A consistent close sequence keeps the cash story stable. One practical order is to lock the invoice period, reconcile receipts, classify cash movements, validate operating activities, then finalize the financial statements. IAS 7 treats the cash flow statement as an integral part of the financial statements. ASC 230 requires cash receipts and payments to be classified into operating, investing, or financing categories. The point is to stabilize the inputs before presentation.
Freeze the population before you explain it. Lock the invoice period so late invoice edits or backdated credits do not change what you are reconciling, then match bank or processor receipts to invoices, credits, and unapplied cash.

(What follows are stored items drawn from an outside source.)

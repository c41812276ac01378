//! Value types shared by the board, the pieces and the session layer.
//!
//! Squares use the display orientation of the grid: rank index 0 is the
//! eighth rank (Dark's back rank) and file index 0 is the `a` file, so
//! `grid[rank][file]` reads top to bottom from Light's point of view.

use crate::errors::{ArbiterError, ArbiterResult};

pub use crate::game_state::board::Board;
pub use crate::game_state::snapshot::BoardSnapshot;
pub use crate::pieces::piece::Piece;

/// Side to move.
#[derive(Debug, Clone, Copy, PartialEq, Eq, Hash)]
pub enum Color {
    Light,
    Dark,
}

impl Color {
    #[inline]
    pub const fn index(self) -> usize {
        match self {
            Color::Light => 0,
            Color::Dark => 1,
        }
    }

    #[inline]
    pub const fn opposite(self) -> Self {
        match self {
            Color::Light => Color::Dark,
            Color::Dark => Color::Light,
        }
    }

    /// Rank index step a pawn of this color advances by.
    #[inline]
    pub const fn forward(self) -> i8 {
        match self {
            Color::Light => -1,
            Color::Dark => 1,
        }
    }

    /// Rank index holding this color's pieces at the start.
    #[inline]
    pub const fn back_rank(self) -> usize {
        match self {
            Color::Light => 7,
            Color::Dark => 0,
        }
    }

    /// Rank index holding this color's pawns at the start.
    #[inline]
    pub const fn pawn_rank(self) -> usize {
        match self {
            Color::Light => 6,
            Color::Dark => 1,
        }
    }

    /// Rank index on which this color's pawns promote.
    #[inline]
    pub const fn promotion_rank(self) -> usize {
        match self {
            Color::Light => 0,
            Color::Dark => 7,
        }
    }

    pub const fn name(self) -> &'static str {
        match self {
            Color::Light => "White",
            Color::Dark => "Black",
        }
    }
}

#[derive(Debug, Clone, Copy, PartialEq, Eq, Hash)]
pub enum PieceKind {
    Pawn,
    Knight,
    Bishop,
    Rook,
    Queen,
    King,
}

impl PieceKind {
    /// Letter used in movetext; pawns have none.
    pub const fn notation_letter(self) -> &'static str {
        match self {
            PieceKind::Pawn => "",
            PieceKind::Knight => "N",
            PieceKind::Bishop => "B",
            PieceKind::Rook => "R",
            PieceKind::Queen => "Q",
            PieceKind::King => "K",
        }
    }

    #[inline]
    pub const fn is_slider(self) -> bool {
        matches!(self, PieceKind::Bishop | PieceKind::Rook | PieceKind::Queen)
    }
}

/// A board coordinate. `rank` 0 is the eighth rank, `file` 0 is the a-file.
///
/// Fields are crate-private so every square seen by `Board` is on the grid;
/// outside callers go through `new`, `offset` or the algebraic parser.
///
/// ```compile_fail
/// use chess_arbiter::game_state::chess_types::Square;
/// let _off_board = Square { file: 8, rank: 0 };
/// ```
#[derive(Debug, Clone, Copy, PartialEq, Eq, Hash)]
pub struct Square {
    pub(crate) file: usize,
    pub(crate) rank: usize,
}

impl Square {
    /// Builds a square, rejecting indices outside the 8x8 grid.
    #[inline]
    pub const fn new(file: usize, rank: usize) -> Option<Self> {
        if file < 8 && rank < 8 {
            Some(Self { file, rank })
        } else {
            None
        }
    }

    #[inline]
    pub const fn file(self) -> usize {
        self.file
    }

    #[inline]
    pub const fn rank(self) -> usize {
        self.rank
    }

    /// Steps by `(d_file, d_rank)`, returning `None` when leaving the board.
    #[inline]
    pub fn offset(self, d_file: i8, d_rank: i8) -> Option<Self> {
        let file = self.file as i8 + d_file;
        let rank = self.rank as i8 + d_rank;
        if (0..8).contains(&file) && (0..8).contains(&rank) {
            Some(Self {
                file: file as usize,
                rank: rank as usize,
            })
        } else {
            None
        }
    }

    /// Iterates all 64 squares rank by rank from the eighth rank down.
    pub fn all() -> impl Iterator<Item = Square> {
        (0..8).flat_map(|rank| (0..8).map(move |file| Square { file, rank }))
    }

    pub fn file_char(self) -> char {
        char::from(b'a' + self.file as u8)
    }

    pub fn rank_char(self) -> char {
        char::from(b'8' - self.rank as u8)
    }
}

/// Per-color table of squares a side could move or capture onto.
pub type ControlTable = [[bool; 8]; 8];

/// Piece placement indexed `[rank][file]`.
pub type Grid = [[Option<Piece>; 8]; 8];

#[inline]
pub fn piece_at(grid: &Grid, square: Square) -> Option<Piece> {
    grid[square.rank][square.file]
}

/// Piece a pawn may become when it reaches the last rank.
#[derive(Debug, Clone, Copy, PartialEq, Eq, Hash)]
pub enum PromotionChoice {
    Queen,
    Rook,
    Bishop,
    Knight,
}

impl PromotionChoice {
    pub const ALL: [PromotionChoice; 4] = [
        PromotionChoice::Queen,
        PromotionChoice::Rook,
        PromotionChoice::Bishop,
        PromotionChoice::Knight,
    ];

    /// Parses the request names `queen`, `rook`, `bishop` and `knight`.
    pub fn from_name(name: &str) -> ArbiterResult<Self> {
        match name.trim().to_ascii_lowercase().as_str() {
            "queen" => Ok(PromotionChoice::Queen),
            "rook" => Ok(PromotionChoice::Rook),
            "bishop" => Ok(PromotionChoice::Bishop),
            "knight" => Ok(PromotionChoice::Knight),
            _ => Err(ArbiterError::InvalidPromotion(name.to_owned())),
        }
    }

    pub const fn kind(self) -> PieceKind {
        match self {
            PromotionChoice::Queen => PieceKind::Queen,
            PromotionChoice::Rook => PieceKind::Rook,
            PromotionChoice::Bishop => PieceKind::Bishop,
            PromotionChoice::Knight => PieceKind::Knight,
        }
    }

    pub const fn suffix(self) -> &'static str {
        match self {
            PromotionChoice::Queen => "=Q",
            PromotionChoice::Rook => "=R",
            PromotionChoice::Bishop => "=B",
            PromotionChoice::Knight => "=N",
        }
    }
}

/// Outcome code written into the PGN `Result` tag.
#[derive(Debug, Clone, Copy, PartialEq, Eq, Default)]
pub enum GameResult {
    LightWins,
    DarkWins,
    Draw,
    #[default]
    Ongoing,
}

impl GameResult {
    pub const fn code(self) -> &'static str {
        match self {
            GameResult::LightWins => "1-0",
            GameResult::DarkWins => "0-1",
            GameResult::Draw => "1/2-1/2",
            GameResult::Ongoing => "*",
        }
    }

    pub const fn win_for(color: Color) -> Self {
        match color {
            Color::Light => GameResult::LightWins,
            Color::Dark => GameResult::DarkWins,
        }
    }
}

/// A move as origin, destination and optional promotion choice.
#[derive(Debug, Clone, Copy, PartialEq, Eq, Hash)]
pub struct ChessMove {
    pub from: Square,
    pub to: Square,
    pub promotion: Option<PromotionChoice>,
}

/// What the render collaborator needs to know about an occupied square.
#[derive(Debug, Clone, Copy, PartialEq, Eq)]
pub struct Occupant {
    pub color: Color,
    pub kind: PieceKind,
}

/// Which side sits at the bottom of a rendered board.
#[derive(Debug, Clone, Copy, PartialEq, Eq)]
pub enum Orientation {
    LightBottom,
    DarkBottom,
}

#[cfg(test)]
mod tests {
    use super::*;

    #[test]
    fn square_offsets_stay_on_board() {
        let a8 = Square::new(0, 0).expect("a8 is on the board");
        assert_eq!(a8.offset(-1, 0), None);
        assert_eq!(a8.offset(0, -1), None);
        assert_eq!(a8.offset(1, 1), Square::new(1, 1));
        assert_eq!(Square::new(8, 0), None);
    }

    #[test]
    fn checked_constructors_keep_squares_on_the_grid() {
        assert_eq!(Square::new(0, 8), None);
        assert_eq!(Square::new(usize::MAX, 3), None);

        let h1 = Square::new(7, 7).expect("h1 is on the board");
        assert_eq!((h1.file(), h1.rank()), (7, 7));
        assert_eq!(h1.offset(1, 0), None);
        assert_eq!(h1.offset(0, 1), None);

        assert!(Square::all().all(|square| square.file() < 8 && square.rank() < 8));
    }

    #[test]
    fn square_chars_follow_inverted_rank() {
        let e2 = Square::new(4, 6).expect("e2 is on the board");
        assert_eq!(e2.file_char(), 'e');
        assert_eq!(e2.rank_char(), '2');
        assert_eq!(Square::all().count(), 64);
    }

    #[test]
    fn promotion_names_parse() {
        assert_eq!(PromotionChoice::from_name("queen"), Ok(PromotionChoice::Queen));
        assert_eq!(PromotionChoice::from_name("Knight"), Ok(PromotionChoice::Knight));
        assert!(PromotionChoice::from_name("king").is_err());
    }

    #[test]
    fn pawn_geometry_is_mirrored() {
        assert_eq!(Color::Light.forward(), -1);
        assert_eq!(Color::Dark.forward(), 1);
        assert_eq!(Color::Light.promotion_rank(), Color::Dark.back_rank());
    }
}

Classify movements only after reconciliation. Under ASC 230, classification happens at the discrete cash receipt or payment level and follows the nature of the cash flow. Under IAS 7, cash flows are also classified into operating, investing, and financing, with operating activities tied to main revenue-producing activities and other activities that are not investing or financing. If a movement cannot be traced to a receipt, payout report, bank line, or documented adjustment, hold it as an exception instead of guessing.

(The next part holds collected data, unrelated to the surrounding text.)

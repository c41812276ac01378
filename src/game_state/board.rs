//! Central board state machine.
//!
//! `Board` owns the 8x8 grid, the per-color control tables, turn and
//! en-passant state, the accumulated movetext and a stack of full snapshots
//! for undo. Legality lives in `move_generation::gatekeeper` and execution
//! in `move_generation::execute`; both are `impl Board` blocks.

use crate::errors::ArbiterResult;
use crate::game_state::chess_rules::{DRAW_AGREED_COMMENT, KING_START_FILE};
use crate::game_state::chess_types::*;
use crate::utils::fen_generator::generate_fen;
use crate::utils::fen_parser::parse_fen;

const BACK_RANK_ORDER: [PieceKind; 8] = [
    PieceKind::Rook,
    PieceKind::Knight,
    PieceKind::Bishop,
    PieceKind::Queen,
    PieceKind::King,
    PieceKind::Bishop,
    PieceKind::Knight,
    PieceKind::Rook,
];

#[derive(Debug, Clone)]
pub struct Board {
    pub(crate) squares: Grid,
    // [color]
    pub(crate) controlled: [ControlTable; 2],

    pub(crate) side_to_move: Color,
    pub(crate) en_passant: Option<Square>,
    pub(crate) is_checked: bool,
    pub(crate) has_moves: bool,

    // Number of Light moves started; drives movetext numbering.
    pub(crate) move_count: u16,
    pub(crate) movetext: String,
    pub(crate) result: GameResult,

    pub(crate) history: Vec<BoardSnapshot>,
}

impl Default for Board {
    fn default() -> Self {
        Self::new()
    }
}

impl Board {
    /// Board in the standard starting position, Light to move.
    pub fn new() -> Self {
        let mut squares: Grid = [[None; 8]; 8];
        for color in [Color::Light, Color::Dark] {
            for (file, kind) in BACK_RANK_ORDER.iter().enumerate() {
                squares[color.back_rank()][file] = Some(Piece::new(*kind, color));
                squares[color.pawn_rank()][file] = Some(Piece::new(PieceKind::Pawn, color));
            }
        }
        Self::from_parts(squares, Color::Light, None, 0)
    }

    /// Board from a Forsyth-Edwards Notation record.
    pub fn from_fen(fen: &str) -> ArbiterResult<Self> {
        parse_fen(fen)
    }

    pub fn to_fen(&self) -> String {
        generate_fen(self)
    }

    /// Assembles a board and computes its derived tables and flags.
    pub(crate) fn from_parts(
        squares: Grid,
        side_to_move: Color,
        en_passant: Option<Square>,
        move_count: u16,
    ) -> Self {
        let mut board = Self {
            squares,
            controlled: [[[false; 8]; 8]; 2],
            side_to_move,
            en_passant,
            is_checked: false,
            has_moves: true,
            move_count,
            movetext: String::new(),
            result: GameResult::Ongoing,
            history: Vec::new(),
        };
        board.refresh_status();
        if board.is_checkmate() {
            board.result = GameResult::win_for(side_to_move.opposite());
        } else if board.is_stalemate() {
            board.result = GameResult::Draw;
        }
        board
    }

    #[inline]
    pub fn piece_at(&self, square: Square) -> Option<Piece> {
        piece_at(&self.squares, square)
    }

    #[inline]
    pub fn grid(&self) -> &Grid {
        &self.squares
    }

    #[inline]
    pub fn side_to_move(&self) -> Color {
        self.side_to_move
    }

    #[inline]
    pub fn en_passant(&self) -> Option<Square> {
        self.en_passant
    }

    /// Whether the side to move is in check.
    #[inline]
    pub fn is_checked(&self) -> bool {
        self.is_checked
    }

    /// Whether the side to move has at least one legal move.
    #[inline]
    pub fn has_moves(&self) -> bool {
        self.has_moves
    }

    #[inline]
    pub fn is_checkmate(&self) -> bool {
        self.is_checked && !self.has_moves
    }

    #[inline]
    pub fn is_stalemate(&self) -> bool {
        !self.is_checked && !self.has_moves
    }

    #[inline]
    pub fn move_count(&self) -> u16 {
        self.move_count
    }

    #[inline]
    pub fn movetext(&self) -> &str {
        &self.movetext
    }

    #[inline]
    pub fn result(&self) -> GameResult {
        self.result
    }

    /// Number of moves that can still be undone.
    #[inline]
    pub fn history_len(&self) -> usize {
        self.history.len()
    }

    /// Control table of `color`, indexed `[rank][file]`.
    #[inline]
    pub fn controlled_by(&self, color: Color) -> &ControlTable {
        &self.controlled[color.index()]
    }

    #[inline]
    pub fn is_controlled_by(&self, color: Color, square: Square) -> bool {
        self.controlled[color.index()][square.rank][square.file]
    }

    pub fn king_square(&self, color: Color) -> Option<Square> {
        Square::all().find(|square| {
            matches!(
                self.piece_at(*square),
                Some(Piece { kind: PieceKind::King, color: c, .. }) if c == color
            )
        })
    }

    /// Squares of `attacker_color` pieces whose threats reach `target`.
    pub fn attackers_of(&self, target: Square, attacker_color: Color) -> Vec<Square> {
        Square::all()
            .filter(|square| match self.piece_at(*square) {
                Some(piece) if piece.color == attacker_color => {
                    let mut table: ControlTable = [[false; 8]; 8];
                    piece.controlled(&mut table, &self.squares, *square);
                    table[target.rank][target.file]
                }
                _ => false,
            })
            .collect()
    }

    /// Rebuilds both control tables from the grid.
    pub(crate) fn update_controlled(&mut self) {
        self.controlled = control_tables(&self.squares);
    }

    /// Recomputes control tables, the check flag and the has-moves flag.
    pub(crate) fn refresh_status(&mut self) {
        self.update_controlled();
        self.is_checked = self.compute_check();
        self.has_moves = self.has_legal_move();
    }

    fn compute_check(&self) -> bool {
        self.king_square(self.side_to_move)
            .map(|king| self.is_controlled_by(self.side_to_move.opposite(), king))
            .unwrap_or(false)
    }

    pub(crate) fn snapshot(&self) -> BoardSnapshot {
        BoardSnapshot {
            squares: self.squares,
            side_to_move: self.side_to_move,
            en_passant: self.en_passant,
            move_count: self.move_count,
            is_checked: self.is_checked,
            has_moves: self.has_moves,
            movetext: self.movetext.clone(),
            result: self.result,
        }
    }

    fn restore(&mut self, snapshot: BoardSnapshot) {
        self.squares = snapshot.squares;
        self.side_to_move = snapshot.side_to_move;
        self.en_passant = snapshot.en_passant;
        self.move_count = snapshot.move_count;
        self.is_checked = snapshot.is_checked;
        self.has_moves = snapshot.has_moves;
        self.movetext = snapshot.movetext;
        self.result = snapshot.result;
        self.update_controlled();
    }

    /// Pops the latest snapshot. Returns `false` when there is nothing to undo.
    pub fn undo(&mut self) -> bool {
        match self.history.pop() {
            Some(snapshot) => {
                self.restore(snapshot);
                true
            }
            None => false,
        }
    }

    /// Appends a draw-by-agreement annotation and sets the result.
    pub fn record_draw_agreement(&mut self) {
        self.result = GameResult::Draw;
        self.append_movetext(&format!("{} {}", DRAW_AGREED_COMMENT, self.result.code()));
    }

    /// Appends a resignation annotation for `color` and awards the game to
    /// the opponent.
    pub fn record_resignation(&mut self, color: Color) {
        self.result = GameResult::win_for(color.opposite());
        self.append_movetext(&format!("{{ {} resigns. }} {}", color.name(), self.result.code()));
    }

    pub(crate) fn append_movetext(&mut self, token: &str) {
        if !self.movetext.is_empty() {
            self.movetext.push(' ');
        }
        self.movetext.push_str(token);
    }

    /// Occupants in display order, top row first.
    ///
    /// `LightBottom` puts the eighth rank on top with the a-file on the left;
    /// `DarkBottom` is the same picture rotated by 180 degrees.
    pub fn square_view(&self, orientation: Orientation) -> [[Option<Occupant>; 8]; 8] {
        let mut view = [[None; 8]; 8];
        for square in Square::all() {
            let (row, col) = match orientation {
                Orientation::LightBottom => (square.rank, square.file),
                Orientation::DarkBottom => (7 - square.rank, 7 - square.file),
            };
            view[row][col] = self.piece_at(square).map(Piece::occupant);
        }
        view
    }

    /// Whether `color` still has an unmoved king on its home square.
    pub(crate) fn king_unmoved(&self, color: Color) -> bool {
        matches!(
            self.squares[color.back_rank()][KING_START_FILE],
            Some(Piece { kind: PieceKind::King, color: c, has_moved: false }) if c == color
        )
    }
}

/// Control tables for both colors over an arbitrary grid.
pub(crate) fn control_tables(grid: &Grid) -> [ControlTable; 2] {
    let mut tables = [[[false; 8]; 8]; 2];
    for square in Square::all() {
        if let Some(piece) = piece_at(grid, square) {
            piece.controlled(&mut tables[piece.color.index()], grid, square);
        }
    }
    tables
}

Use two named roles: one owner for classification decisions and one reviewer for exceptions. This is a control choice, not a standards mandate, but it fits management responsibility for internal control and separate monitoring.
Keep a short reference for recurring items such as customer receipts, processor payouts, internal transfers, foreign currency settlements, and regular non-operating items. Escalate only the exceptions, such as new payout structures, unusual settlement routing, or transactions with policy-dependent classification.

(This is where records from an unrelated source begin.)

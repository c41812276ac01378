//! Two-player game session around a `Board`.
//!
//! The session owns player identities, translates coordinate strings,
//! enforces turn ownership and runs the two-party draw and takeback
//! agreements. All rule decisions are delegated to the board.

use crate::game_state::chess_types::*;
use crate::utils::algebraic::algebraic_to_square;
use crate::utils::pgn::{write_pgn, TranscriptHeaders};

/// Identity of a participant as assigned by the surrounding application.
pub type PlayerId = u64;

#[derive(Debug, Clone, PartialEq, Eq)]
pub struct Player {
    pub id: PlayerId,
    pub name: String,
    pub rating: Option<u32>,
}

impl Player {
    pub fn new(id: PlayerId, name: impl Into<String>) -> Self {
        Self {
            id,
            name: name.into(),
            rating: None,
        }
    }

    pub fn with_rating(mut self, rating: u32) -> Self {
        self.rating = Some(rating);
        self
    }
}

/// Answer to a move request.
#[derive(Debug, Clone, Copy, PartialEq, Eq)]
pub enum MoveOutcome {
    /// The requester is not the side to move (or not in this game).
    NotYourTurn,
    /// A coordinate was not a two-character square such as `e2`.
    MalformedCoordinates,
    /// The gatekeeper rejected the move.
    IllegalMove,
    /// The move was played.
    Executed,
    /// The game already ended; nothing was changed.
    GameOver,
}

#[derive(Debug, Clone, Copy, PartialEq, Eq)]
pub struct GameStatus {
    pub game_over: bool,
    pub drawn: bool,
}

#[derive(Debug, Clone)]
pub struct GameSession {
    light: Player,
    dark: Player,
    board: Board,
    headers: TranscriptHeaders,
    // [color]
    draw_offers: [bool; 2],
    takeback_requests: [bool; 2],
    game_over: bool,
}

impl GameSession {
    pub fn new(light: Player, dark: Player) -> Self {
        Self::with_board(light, dark, Board::new())
    }

    /// Session starting from an arbitrary position.
    pub fn with_board(light: Player, dark: Player, board: Board) -> Self {
        let game_over = board.result() != GameResult::Ongoing;
        Self {
            light,
            dark,
            board,
            headers: TranscriptHeaders::default(),
            draw_offers: [false; 2],
            takeback_requests: [false; 2],
            game_over,
        }
    }

    /// Replaces the transcript tags. Player names and ratings always come
    /// from the session's players.
    pub fn with_headers(mut self, headers: TranscriptHeaders) -> Self {
        self.headers = headers;
        self
    }

    #[inline]
    pub fn board(&self) -> &Board {
        &self.board
    }

    pub fn player(&self, color: Color) -> &Player {
        match color {
            Color::Light => &self.light,
            Color::Dark => &self.dark,
        }
    }

    /// Color played by `player`, if they take part in this game. A player
    /// holding both sides resolves to the side to move.
    pub fn color_of(&self, player: PlayerId) -> Option<Color> {
        let to_move = self.board.side_to_move();
        [to_move, to_move.opposite()]
            .into_iter()
            .find(|color| self.player(*color).id == player)
    }

    fn colors_of(&self, player: PlayerId) -> impl Iterator<Item = Color> + '_ {
        [Color::Light, Color::Dark]
            .into_iter()
            .filter(move |color| self.player(*color).id == player)
    }

    /// Player whose turn it is.
    pub fn to_move(&self) -> &Player {
        self.player(self.board.side_to_move())
    }

    /// Validates and plays `from -> to` on behalf of `player`.
    ///
    /// `promotion` is one of `queen`, `rook`, `bishop` or `knight`; any other
    /// text counts as no choice and only matters when a pawn promotes.
    pub fn try_move(&mut self, player: PlayerId, from: &str, to: &str, promotion: Option<&str>) -> MoveOutcome {
        if self.game_over {
            return MoveOutcome::GameOver;
        }
        if self.color_of(player) != Some(self.board.side_to_move()) {
            return MoveOutcome::NotYourTurn;
        }

        let (Ok(from), Ok(to)) = (algebraic_to_square(from), algebraic_to_square(to)) else {
            return MoveOutcome::MalformedCoordinates;
        };
        let promotion = promotion.and_then(|name| PromotionChoice::from_name(name).ok());

        if !self.board.gatekeeper(from, to, false, promotion) {
            return MoveOutcome::IllegalMove;
        }

        self.takeback_requests = [false; 2];
        self.draw_offers = [false; 2];
        if !self.board.has_moves() {
            self.game_over = true;
        }
        MoveOutcome::Executed
    }

    pub fn status(&self) -> GameStatus {
        GameStatus {
            game_over: self.game_over,
            drawn: self.game_over && self.board.result() == GameResult::Draw,
        }
    }

    /// Player declared the winner, if the game ended decisively.
    pub fn winner(&self) -> Option<&Player> {
        match self.board.result() {
            GameResult::LightWins => Some(&self.light),
            GameResult::DarkWins => Some(&self.dark),
            GameResult::Draw | GameResult::Ongoing => None,
        }
    }

    /// Ends the game in the opponent's favour and returns the winner's id.
    pub fn resign(&mut self, player: PlayerId) -> Option<PlayerId> {
        if self.game_over {
            return None;
        }
        let color = self.color_of(player)?;
        self.board.record_resignation(color);
        self.game_over = true;
        Some(self.player(color.opposite()).id)
    }

    /// Records a draw offer; returns true once both sides have offered in
    /// the current position and the draw is final.
    pub fn offer_draw(&mut self, player: PlayerId) -> bool {
        if self.game_over {
            return false;
        }
        let colors: Vec<Color> = self.colors_of(player).collect();
        if colors.is_empty() {
            return false;
        }

        for color in colors {
            self.draw_offers[color.index()] = true;
        }
        if self.draw_offers.iter().all(|offered| *offered) {
            self.draw_offers = [false; 2];
            self.board.record_draw_agreement();
            self.game_over = true;
            return true;
        }
        false
    }

    /// Records a takeback request; returns true once both sides have asked
    /// and the latest move was undone.
    pub fn request_takeback(&mut self, player: PlayerId) -> bool {
        if self.game_over || self.board.history_len() == 0 {
            return false;
        }
        let colors: Vec<Color> = self.colors_of(player).collect();
        if colors.is_empty() {
            return false;
        }

        for color in colors {
            self.takeback_requests[color.index()] = true;
        }
        if self.takeback_requests.iter().all(|requested| *requested) {
            self.takeback_requests = [false; 2];
            self.draw_offers = [false; 2];
            return self.board.undo();
        }
        false
    }

    pub fn transcript_headers(&self) -> TranscriptHeaders {
        TranscriptHeaders {
            white: self.light.name.clone(),
            black: self.dark.name.clone(),
            white_elo: self.light.rating,
            black_elo: self.dark.rating,
            ..self.headers.clone()
        }
    }

    /// PGN text of the game so far.
    pub fn transcript(&self) -> String {
        write_pgn(&self.board, &self.transcript_headers())
    }
}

Hidden mismatches often start when client-facing or processor-facing labels get treated as accounting categories. Labels like retainer, true up, settlement, reimbursement, or batched payouts can help operations, but they are not the basis for classifying the cash flow statement.
Because classification differences affect comparability, keep one documented internal mapping and apply it consistently. Client labels can sit on top. Your accounting categories should stay stable underneath.
| Step | Pass checkpoint | Common fail signal |
|---|---|---|
| Lock invoice period | Invoice register, credit notes, and service period cutoffs are frozen for the period | Late edits after reconciliation starts |
| Reconcile receipts | Bank and processor receipts tie to invoices, unapplied cash, or documented adjustments | Cash posted to suspense with no aging note |
| Classify cash movements | Every movement has a category and support for operating, investing, or financing | Batch payout booked as one line with no breakout support |
| Validate operating activities | Items in operating clearly fit revenue-producing activity or are clearly excluded as investing or financing | Operating cash includes items no one can explain |
| Finalize financial statements | Statement ties to reconciled cash balances and approved classifications | Statement prepared while exceptions are still open |
Keep an exceptions log next to the checklist with transaction date, amount, currency, source document, provisional classification, reason for exception, decision owner, reviewer, and final resolution date.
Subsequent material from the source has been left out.